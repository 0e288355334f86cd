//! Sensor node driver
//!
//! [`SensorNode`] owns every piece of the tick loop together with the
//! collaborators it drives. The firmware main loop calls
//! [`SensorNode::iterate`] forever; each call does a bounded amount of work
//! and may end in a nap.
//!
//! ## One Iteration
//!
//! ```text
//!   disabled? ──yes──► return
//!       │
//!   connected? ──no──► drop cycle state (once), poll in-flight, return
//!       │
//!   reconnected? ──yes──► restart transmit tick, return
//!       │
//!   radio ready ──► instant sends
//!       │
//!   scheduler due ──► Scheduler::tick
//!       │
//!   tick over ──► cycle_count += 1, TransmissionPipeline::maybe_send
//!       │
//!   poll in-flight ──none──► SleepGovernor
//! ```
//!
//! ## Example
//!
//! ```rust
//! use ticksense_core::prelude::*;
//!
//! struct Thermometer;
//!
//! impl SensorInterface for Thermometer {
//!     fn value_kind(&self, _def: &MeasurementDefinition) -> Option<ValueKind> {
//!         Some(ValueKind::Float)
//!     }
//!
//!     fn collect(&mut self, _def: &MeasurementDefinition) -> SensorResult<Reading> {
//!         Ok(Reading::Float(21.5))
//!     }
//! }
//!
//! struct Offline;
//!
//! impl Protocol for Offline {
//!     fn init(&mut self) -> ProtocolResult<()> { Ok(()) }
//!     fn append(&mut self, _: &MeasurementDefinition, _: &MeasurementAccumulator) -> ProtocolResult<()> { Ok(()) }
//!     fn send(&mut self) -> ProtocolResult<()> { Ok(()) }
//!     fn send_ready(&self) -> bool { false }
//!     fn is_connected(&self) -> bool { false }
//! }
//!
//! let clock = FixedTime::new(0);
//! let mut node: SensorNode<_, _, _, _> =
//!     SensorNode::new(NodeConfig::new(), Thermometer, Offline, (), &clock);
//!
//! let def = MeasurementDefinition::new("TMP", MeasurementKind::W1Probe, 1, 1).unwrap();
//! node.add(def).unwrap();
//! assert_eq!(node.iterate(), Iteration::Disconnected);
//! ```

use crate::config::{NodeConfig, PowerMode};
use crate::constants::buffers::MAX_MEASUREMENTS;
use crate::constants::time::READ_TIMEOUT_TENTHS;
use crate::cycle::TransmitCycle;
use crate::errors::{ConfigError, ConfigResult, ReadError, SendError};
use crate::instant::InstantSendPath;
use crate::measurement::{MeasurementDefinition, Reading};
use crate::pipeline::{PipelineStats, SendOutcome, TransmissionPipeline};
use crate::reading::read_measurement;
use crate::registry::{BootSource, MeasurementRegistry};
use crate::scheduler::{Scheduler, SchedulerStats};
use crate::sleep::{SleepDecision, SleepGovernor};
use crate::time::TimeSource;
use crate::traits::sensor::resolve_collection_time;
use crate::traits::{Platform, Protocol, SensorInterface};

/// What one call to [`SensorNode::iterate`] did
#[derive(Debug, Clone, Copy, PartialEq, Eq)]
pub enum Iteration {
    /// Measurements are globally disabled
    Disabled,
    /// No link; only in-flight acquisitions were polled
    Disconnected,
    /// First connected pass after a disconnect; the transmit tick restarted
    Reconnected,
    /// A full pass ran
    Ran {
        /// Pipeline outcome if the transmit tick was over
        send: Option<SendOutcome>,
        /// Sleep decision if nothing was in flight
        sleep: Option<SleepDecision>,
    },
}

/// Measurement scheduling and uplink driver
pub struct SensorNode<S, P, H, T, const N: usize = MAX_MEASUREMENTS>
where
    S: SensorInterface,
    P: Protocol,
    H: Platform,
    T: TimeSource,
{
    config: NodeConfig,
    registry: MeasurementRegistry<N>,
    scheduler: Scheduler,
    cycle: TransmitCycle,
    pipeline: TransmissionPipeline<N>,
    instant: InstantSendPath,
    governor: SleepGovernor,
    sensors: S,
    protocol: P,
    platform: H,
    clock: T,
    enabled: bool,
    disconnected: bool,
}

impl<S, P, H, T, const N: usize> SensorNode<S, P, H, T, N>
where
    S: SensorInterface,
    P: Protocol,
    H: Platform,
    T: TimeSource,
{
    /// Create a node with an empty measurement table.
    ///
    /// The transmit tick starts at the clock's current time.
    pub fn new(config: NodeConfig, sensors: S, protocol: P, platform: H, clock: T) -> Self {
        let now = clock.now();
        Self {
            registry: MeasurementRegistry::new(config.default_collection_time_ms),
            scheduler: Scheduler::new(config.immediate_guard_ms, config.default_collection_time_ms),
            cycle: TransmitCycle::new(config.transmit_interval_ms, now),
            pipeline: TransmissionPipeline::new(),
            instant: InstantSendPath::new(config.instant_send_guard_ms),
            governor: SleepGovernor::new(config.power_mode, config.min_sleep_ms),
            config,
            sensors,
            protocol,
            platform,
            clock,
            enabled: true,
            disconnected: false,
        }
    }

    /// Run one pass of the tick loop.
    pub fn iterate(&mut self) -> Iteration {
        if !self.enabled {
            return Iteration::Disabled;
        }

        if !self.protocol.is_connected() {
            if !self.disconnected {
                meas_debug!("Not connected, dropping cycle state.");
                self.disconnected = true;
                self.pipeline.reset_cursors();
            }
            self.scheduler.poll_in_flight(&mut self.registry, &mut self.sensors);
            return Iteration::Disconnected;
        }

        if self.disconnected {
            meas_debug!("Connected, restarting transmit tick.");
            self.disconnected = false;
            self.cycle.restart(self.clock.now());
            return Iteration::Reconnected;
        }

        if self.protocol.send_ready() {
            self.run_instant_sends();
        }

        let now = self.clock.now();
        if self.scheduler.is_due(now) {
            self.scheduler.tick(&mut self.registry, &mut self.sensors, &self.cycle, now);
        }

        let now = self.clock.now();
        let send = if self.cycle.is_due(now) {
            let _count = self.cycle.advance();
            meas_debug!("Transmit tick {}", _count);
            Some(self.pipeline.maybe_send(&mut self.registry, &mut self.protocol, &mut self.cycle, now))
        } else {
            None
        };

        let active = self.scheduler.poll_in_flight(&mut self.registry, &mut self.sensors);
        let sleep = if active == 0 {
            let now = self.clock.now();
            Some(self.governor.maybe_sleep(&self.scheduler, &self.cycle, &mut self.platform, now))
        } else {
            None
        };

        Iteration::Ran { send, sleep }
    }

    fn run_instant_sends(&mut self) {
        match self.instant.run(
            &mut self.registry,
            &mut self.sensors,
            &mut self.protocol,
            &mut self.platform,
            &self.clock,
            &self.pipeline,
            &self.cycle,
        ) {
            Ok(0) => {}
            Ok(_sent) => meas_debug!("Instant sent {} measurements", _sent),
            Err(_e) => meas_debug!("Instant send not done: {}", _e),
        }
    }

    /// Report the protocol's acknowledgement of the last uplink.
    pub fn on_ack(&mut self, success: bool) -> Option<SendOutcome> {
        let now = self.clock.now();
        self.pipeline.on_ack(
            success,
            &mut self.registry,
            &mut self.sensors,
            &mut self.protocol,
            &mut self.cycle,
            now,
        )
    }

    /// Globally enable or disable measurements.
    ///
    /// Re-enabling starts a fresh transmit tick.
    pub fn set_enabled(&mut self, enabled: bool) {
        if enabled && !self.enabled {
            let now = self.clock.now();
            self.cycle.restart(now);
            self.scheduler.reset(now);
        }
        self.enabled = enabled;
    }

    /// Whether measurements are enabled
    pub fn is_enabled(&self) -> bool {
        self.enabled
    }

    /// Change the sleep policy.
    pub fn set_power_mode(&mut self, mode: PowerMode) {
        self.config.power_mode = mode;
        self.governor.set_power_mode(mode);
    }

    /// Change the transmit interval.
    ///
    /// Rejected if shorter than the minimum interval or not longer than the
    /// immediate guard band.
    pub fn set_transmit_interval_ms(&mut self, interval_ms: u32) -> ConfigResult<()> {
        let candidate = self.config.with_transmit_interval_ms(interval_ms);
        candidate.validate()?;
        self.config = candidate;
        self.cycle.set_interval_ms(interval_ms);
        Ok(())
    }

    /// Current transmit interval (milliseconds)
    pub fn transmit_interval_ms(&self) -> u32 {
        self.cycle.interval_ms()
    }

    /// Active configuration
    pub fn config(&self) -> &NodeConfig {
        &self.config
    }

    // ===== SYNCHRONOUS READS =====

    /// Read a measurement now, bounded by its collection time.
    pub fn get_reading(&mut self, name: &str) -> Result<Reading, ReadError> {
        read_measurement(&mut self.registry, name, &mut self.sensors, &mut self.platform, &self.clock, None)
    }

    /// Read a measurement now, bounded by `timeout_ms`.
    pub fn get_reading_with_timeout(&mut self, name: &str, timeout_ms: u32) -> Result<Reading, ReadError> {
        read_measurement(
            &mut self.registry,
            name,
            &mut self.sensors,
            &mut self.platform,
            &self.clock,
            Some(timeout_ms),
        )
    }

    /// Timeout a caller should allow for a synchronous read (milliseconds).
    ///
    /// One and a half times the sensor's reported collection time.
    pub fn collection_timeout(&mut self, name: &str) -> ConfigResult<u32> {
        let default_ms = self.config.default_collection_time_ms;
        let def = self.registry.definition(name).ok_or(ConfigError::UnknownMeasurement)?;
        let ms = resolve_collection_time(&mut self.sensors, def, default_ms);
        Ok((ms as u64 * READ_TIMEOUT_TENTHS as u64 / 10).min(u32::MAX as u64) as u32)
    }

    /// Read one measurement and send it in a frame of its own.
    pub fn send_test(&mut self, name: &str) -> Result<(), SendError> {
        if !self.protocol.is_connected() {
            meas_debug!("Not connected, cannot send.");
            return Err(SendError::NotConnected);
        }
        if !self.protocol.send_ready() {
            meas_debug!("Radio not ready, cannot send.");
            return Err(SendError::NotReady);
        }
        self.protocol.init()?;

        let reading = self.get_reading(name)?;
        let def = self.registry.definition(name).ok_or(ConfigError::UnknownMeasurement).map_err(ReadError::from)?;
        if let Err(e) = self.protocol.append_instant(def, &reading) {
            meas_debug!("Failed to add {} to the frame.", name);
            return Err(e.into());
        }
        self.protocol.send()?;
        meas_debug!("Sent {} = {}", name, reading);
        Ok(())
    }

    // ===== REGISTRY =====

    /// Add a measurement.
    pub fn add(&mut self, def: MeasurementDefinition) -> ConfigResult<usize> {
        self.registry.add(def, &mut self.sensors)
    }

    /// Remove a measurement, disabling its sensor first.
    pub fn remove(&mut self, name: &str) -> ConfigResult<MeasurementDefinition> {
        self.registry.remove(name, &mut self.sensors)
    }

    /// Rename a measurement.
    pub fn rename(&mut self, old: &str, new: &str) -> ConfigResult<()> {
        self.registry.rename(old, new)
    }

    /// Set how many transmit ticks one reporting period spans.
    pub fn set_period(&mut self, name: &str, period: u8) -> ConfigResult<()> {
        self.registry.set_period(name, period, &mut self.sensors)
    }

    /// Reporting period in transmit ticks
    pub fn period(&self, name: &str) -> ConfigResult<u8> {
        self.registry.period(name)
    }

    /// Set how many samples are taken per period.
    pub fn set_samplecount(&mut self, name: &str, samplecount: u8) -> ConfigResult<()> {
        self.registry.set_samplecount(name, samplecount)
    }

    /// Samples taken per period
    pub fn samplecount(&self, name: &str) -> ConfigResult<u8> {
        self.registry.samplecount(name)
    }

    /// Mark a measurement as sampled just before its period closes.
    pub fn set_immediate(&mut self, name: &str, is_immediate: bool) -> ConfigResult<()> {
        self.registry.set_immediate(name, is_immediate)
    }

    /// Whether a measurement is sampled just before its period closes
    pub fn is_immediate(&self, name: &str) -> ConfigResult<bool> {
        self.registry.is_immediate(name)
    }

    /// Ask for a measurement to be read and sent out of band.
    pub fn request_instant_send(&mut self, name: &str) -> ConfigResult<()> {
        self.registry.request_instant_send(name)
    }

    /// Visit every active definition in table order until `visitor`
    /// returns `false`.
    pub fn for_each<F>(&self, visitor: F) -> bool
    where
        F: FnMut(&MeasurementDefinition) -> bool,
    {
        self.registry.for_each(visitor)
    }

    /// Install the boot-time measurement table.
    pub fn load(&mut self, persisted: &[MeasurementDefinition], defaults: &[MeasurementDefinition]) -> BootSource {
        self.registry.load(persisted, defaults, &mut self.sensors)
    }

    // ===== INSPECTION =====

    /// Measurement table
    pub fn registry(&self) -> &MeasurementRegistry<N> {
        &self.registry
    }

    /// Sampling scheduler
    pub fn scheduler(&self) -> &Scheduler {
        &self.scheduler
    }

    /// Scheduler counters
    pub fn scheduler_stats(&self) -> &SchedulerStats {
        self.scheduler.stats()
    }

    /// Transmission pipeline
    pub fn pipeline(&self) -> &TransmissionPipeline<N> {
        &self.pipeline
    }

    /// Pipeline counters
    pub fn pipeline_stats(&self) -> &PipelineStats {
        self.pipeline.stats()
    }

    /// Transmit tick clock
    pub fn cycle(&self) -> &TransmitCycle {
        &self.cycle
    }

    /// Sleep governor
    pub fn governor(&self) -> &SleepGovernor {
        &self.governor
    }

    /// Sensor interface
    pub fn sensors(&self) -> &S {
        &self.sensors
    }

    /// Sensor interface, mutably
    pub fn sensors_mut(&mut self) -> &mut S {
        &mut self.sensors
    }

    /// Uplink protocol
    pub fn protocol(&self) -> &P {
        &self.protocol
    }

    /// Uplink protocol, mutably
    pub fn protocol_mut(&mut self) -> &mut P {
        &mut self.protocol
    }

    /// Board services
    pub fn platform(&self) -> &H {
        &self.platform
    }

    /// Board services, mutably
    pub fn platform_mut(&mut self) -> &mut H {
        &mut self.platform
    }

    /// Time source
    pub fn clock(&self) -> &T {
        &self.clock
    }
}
* * *
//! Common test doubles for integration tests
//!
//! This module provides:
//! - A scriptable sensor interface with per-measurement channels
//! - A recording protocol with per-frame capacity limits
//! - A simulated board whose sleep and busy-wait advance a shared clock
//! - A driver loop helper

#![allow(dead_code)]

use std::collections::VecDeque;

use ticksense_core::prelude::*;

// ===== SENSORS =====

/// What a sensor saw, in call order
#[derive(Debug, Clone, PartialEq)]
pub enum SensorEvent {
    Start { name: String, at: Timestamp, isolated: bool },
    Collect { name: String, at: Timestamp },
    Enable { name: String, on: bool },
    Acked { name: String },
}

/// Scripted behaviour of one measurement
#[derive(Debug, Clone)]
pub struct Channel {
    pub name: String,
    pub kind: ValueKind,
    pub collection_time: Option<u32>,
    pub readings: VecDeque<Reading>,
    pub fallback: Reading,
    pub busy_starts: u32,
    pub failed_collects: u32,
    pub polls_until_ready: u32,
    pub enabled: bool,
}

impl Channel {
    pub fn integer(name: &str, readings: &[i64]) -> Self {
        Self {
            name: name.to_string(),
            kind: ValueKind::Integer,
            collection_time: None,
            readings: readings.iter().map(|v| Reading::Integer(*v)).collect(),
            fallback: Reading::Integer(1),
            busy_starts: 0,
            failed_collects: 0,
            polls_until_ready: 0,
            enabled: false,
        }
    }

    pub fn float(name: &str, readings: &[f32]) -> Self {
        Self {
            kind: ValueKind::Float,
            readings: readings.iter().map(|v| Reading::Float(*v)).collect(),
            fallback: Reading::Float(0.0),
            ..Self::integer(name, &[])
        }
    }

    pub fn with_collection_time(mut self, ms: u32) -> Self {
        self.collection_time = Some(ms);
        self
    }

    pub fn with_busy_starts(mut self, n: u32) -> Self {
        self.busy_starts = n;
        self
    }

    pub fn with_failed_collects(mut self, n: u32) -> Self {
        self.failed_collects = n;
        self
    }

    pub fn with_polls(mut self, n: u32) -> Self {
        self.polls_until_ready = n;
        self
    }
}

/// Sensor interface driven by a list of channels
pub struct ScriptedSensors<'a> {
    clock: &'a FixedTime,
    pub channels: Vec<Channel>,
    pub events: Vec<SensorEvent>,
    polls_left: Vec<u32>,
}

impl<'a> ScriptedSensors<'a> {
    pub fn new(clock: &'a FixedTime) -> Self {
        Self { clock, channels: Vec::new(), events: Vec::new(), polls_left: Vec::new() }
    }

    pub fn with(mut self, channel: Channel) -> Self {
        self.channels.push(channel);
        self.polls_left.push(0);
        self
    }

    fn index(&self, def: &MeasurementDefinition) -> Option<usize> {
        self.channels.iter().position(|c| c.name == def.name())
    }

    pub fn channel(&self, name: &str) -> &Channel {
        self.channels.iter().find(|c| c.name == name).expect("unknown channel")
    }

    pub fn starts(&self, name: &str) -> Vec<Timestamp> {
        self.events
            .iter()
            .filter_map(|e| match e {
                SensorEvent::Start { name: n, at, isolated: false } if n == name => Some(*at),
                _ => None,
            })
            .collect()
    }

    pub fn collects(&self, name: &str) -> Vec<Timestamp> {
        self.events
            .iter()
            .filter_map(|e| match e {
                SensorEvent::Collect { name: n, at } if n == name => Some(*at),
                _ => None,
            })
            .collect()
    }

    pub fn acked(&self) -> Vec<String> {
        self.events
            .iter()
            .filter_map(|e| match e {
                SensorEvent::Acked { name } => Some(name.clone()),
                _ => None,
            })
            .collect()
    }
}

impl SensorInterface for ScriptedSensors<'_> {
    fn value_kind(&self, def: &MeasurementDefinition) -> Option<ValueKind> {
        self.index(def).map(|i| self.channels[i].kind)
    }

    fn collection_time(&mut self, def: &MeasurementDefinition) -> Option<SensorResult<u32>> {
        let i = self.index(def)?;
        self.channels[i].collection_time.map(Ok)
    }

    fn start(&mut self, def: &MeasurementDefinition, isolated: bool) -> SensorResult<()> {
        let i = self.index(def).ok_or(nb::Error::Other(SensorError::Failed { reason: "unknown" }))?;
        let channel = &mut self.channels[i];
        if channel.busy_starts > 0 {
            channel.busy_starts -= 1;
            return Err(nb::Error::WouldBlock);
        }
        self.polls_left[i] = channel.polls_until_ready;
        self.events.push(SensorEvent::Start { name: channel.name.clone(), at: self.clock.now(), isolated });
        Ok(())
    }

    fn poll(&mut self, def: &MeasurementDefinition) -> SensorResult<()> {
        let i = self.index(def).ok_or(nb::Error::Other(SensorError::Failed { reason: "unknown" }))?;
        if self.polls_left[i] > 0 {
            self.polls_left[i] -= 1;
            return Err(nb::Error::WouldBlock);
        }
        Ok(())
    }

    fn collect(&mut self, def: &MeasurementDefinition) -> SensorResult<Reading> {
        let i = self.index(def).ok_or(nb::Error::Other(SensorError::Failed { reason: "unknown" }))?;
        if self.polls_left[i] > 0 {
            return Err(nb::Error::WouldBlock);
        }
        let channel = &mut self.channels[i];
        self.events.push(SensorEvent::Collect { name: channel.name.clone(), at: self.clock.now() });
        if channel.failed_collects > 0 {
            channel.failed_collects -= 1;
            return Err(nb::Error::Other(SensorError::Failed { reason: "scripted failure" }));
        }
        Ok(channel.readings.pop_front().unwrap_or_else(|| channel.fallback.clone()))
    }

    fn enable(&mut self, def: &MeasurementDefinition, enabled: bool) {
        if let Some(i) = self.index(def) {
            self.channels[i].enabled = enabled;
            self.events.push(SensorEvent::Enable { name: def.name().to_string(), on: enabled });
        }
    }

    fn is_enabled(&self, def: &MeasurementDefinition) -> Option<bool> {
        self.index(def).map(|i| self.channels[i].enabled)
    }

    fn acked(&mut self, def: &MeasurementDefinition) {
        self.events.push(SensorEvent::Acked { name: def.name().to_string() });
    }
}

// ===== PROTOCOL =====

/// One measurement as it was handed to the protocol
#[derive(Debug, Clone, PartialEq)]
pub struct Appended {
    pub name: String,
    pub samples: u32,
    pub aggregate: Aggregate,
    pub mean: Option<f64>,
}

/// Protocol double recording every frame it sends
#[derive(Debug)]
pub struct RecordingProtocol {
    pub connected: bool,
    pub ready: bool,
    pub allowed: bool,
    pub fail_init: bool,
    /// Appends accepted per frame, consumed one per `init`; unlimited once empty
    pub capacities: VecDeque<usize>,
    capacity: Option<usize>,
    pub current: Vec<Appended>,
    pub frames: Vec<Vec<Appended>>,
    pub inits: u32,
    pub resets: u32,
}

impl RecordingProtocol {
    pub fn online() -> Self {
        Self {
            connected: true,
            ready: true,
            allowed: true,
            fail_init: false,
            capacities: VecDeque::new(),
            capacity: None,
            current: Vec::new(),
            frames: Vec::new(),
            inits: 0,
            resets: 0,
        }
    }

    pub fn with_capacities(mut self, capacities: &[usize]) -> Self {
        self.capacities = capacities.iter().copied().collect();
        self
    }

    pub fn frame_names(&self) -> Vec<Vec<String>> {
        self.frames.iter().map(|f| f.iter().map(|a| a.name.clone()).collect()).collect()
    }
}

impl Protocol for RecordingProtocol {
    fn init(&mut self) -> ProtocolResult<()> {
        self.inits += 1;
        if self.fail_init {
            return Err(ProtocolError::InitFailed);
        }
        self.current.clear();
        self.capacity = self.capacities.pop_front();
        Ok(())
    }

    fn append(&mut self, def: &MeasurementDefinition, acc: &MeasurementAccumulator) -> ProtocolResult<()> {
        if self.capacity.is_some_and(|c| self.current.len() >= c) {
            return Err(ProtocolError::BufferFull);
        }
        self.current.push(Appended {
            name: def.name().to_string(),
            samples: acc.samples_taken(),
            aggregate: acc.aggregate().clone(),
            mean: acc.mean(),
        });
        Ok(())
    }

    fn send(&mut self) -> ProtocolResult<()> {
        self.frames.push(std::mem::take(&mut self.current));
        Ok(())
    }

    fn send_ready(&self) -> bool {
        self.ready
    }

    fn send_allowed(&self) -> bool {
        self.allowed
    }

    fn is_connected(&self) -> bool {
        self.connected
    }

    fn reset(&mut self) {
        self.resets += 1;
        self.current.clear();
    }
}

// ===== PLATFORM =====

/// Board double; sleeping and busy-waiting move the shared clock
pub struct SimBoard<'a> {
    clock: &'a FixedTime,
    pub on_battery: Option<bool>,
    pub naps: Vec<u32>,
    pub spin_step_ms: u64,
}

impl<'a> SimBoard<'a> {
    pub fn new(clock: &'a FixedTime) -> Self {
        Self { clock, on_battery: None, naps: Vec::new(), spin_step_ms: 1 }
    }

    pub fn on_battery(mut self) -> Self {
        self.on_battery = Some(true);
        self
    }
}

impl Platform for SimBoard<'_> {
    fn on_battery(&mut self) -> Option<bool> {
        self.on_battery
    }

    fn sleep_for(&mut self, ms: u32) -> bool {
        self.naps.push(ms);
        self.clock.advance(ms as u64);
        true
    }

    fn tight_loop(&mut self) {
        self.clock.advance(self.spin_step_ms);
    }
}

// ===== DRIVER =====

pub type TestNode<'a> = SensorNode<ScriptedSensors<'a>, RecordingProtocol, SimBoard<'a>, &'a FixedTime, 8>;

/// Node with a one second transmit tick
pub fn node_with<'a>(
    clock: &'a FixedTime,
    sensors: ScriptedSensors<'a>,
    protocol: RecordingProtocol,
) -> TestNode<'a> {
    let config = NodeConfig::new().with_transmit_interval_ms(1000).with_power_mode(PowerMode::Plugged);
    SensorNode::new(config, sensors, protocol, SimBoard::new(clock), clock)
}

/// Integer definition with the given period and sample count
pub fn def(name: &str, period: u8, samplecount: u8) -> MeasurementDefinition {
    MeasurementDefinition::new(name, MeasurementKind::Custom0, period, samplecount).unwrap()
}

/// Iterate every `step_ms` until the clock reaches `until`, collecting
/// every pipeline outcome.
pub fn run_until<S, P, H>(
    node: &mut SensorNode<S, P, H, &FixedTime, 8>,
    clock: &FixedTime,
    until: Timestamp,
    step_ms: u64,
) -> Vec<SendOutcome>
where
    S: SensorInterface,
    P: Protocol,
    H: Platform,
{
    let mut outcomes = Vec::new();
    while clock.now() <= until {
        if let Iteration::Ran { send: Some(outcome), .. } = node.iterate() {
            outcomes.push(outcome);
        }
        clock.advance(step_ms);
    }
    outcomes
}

How to complete this task: Matching lines for the string "Change": work out how many the records contain and write only the number.

Solution to this exercise: 2